> EXERCISE REQUIREMENTS:
The required answer is a copy of each line in the entries below that includes "integer".

[Collected data entries]
——————

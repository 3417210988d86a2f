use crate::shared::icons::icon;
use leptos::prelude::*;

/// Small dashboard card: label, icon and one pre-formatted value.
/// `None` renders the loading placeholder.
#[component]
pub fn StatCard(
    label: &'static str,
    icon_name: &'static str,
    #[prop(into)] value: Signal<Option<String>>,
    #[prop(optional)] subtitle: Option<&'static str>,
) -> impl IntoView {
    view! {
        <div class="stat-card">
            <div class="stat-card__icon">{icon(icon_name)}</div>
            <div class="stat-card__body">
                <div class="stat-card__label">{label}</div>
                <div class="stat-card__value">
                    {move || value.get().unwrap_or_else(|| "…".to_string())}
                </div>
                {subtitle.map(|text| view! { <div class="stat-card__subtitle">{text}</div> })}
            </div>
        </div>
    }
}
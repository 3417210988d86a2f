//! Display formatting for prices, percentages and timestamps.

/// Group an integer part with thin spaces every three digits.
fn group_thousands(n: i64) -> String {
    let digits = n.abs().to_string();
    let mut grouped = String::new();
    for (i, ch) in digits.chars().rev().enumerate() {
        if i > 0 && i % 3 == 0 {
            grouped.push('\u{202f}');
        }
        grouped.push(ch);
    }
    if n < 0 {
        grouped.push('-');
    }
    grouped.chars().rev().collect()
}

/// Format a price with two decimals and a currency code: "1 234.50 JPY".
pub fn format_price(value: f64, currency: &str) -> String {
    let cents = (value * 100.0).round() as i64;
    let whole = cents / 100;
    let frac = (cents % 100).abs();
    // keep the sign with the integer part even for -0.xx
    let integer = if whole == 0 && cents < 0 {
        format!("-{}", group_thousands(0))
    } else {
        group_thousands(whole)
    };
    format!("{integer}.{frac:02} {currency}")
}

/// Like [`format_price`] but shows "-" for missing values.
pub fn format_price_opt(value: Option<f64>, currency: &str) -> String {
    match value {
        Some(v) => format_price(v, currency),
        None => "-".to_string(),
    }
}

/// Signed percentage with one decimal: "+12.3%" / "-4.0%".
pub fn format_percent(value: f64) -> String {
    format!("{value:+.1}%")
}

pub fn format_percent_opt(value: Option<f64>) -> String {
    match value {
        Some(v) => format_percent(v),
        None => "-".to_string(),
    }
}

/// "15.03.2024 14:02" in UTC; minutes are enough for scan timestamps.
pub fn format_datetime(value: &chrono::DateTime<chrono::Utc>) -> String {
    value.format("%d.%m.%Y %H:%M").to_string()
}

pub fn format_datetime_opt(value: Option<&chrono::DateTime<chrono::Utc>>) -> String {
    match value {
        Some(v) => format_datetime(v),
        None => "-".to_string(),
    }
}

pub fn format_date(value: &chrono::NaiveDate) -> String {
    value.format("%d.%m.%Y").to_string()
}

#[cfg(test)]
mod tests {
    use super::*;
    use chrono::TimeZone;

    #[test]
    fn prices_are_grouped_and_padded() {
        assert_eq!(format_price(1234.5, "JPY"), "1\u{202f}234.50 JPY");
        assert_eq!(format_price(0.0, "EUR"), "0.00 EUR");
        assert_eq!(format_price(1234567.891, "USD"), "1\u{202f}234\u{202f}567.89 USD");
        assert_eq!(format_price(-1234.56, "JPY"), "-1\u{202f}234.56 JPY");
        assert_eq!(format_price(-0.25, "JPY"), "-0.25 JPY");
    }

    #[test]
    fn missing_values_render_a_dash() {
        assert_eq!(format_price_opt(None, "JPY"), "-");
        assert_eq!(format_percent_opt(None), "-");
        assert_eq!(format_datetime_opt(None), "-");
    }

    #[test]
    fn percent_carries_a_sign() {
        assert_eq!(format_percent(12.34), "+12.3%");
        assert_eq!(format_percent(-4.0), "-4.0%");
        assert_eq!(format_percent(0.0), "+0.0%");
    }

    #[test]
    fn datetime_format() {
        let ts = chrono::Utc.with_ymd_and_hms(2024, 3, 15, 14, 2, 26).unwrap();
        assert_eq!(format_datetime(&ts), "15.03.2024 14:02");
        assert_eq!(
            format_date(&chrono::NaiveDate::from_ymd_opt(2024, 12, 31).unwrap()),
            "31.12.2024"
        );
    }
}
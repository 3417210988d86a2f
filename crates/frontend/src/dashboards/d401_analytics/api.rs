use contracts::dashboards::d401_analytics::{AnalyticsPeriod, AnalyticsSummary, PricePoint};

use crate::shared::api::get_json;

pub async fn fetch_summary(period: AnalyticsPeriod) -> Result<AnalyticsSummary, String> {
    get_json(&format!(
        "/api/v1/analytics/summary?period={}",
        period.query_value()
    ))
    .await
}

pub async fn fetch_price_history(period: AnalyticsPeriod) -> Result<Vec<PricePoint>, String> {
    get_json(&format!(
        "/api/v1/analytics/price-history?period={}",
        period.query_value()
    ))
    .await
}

——————

> ANSWER TO THE PROBLEM:
/// Group an integer part with thin spaces every three digits.
    // keep the sign with the integer part even for -0.xx
    let integer = if whole == 0 && cents < 0 {
    format!("{integer}.{frac:02} {currency}")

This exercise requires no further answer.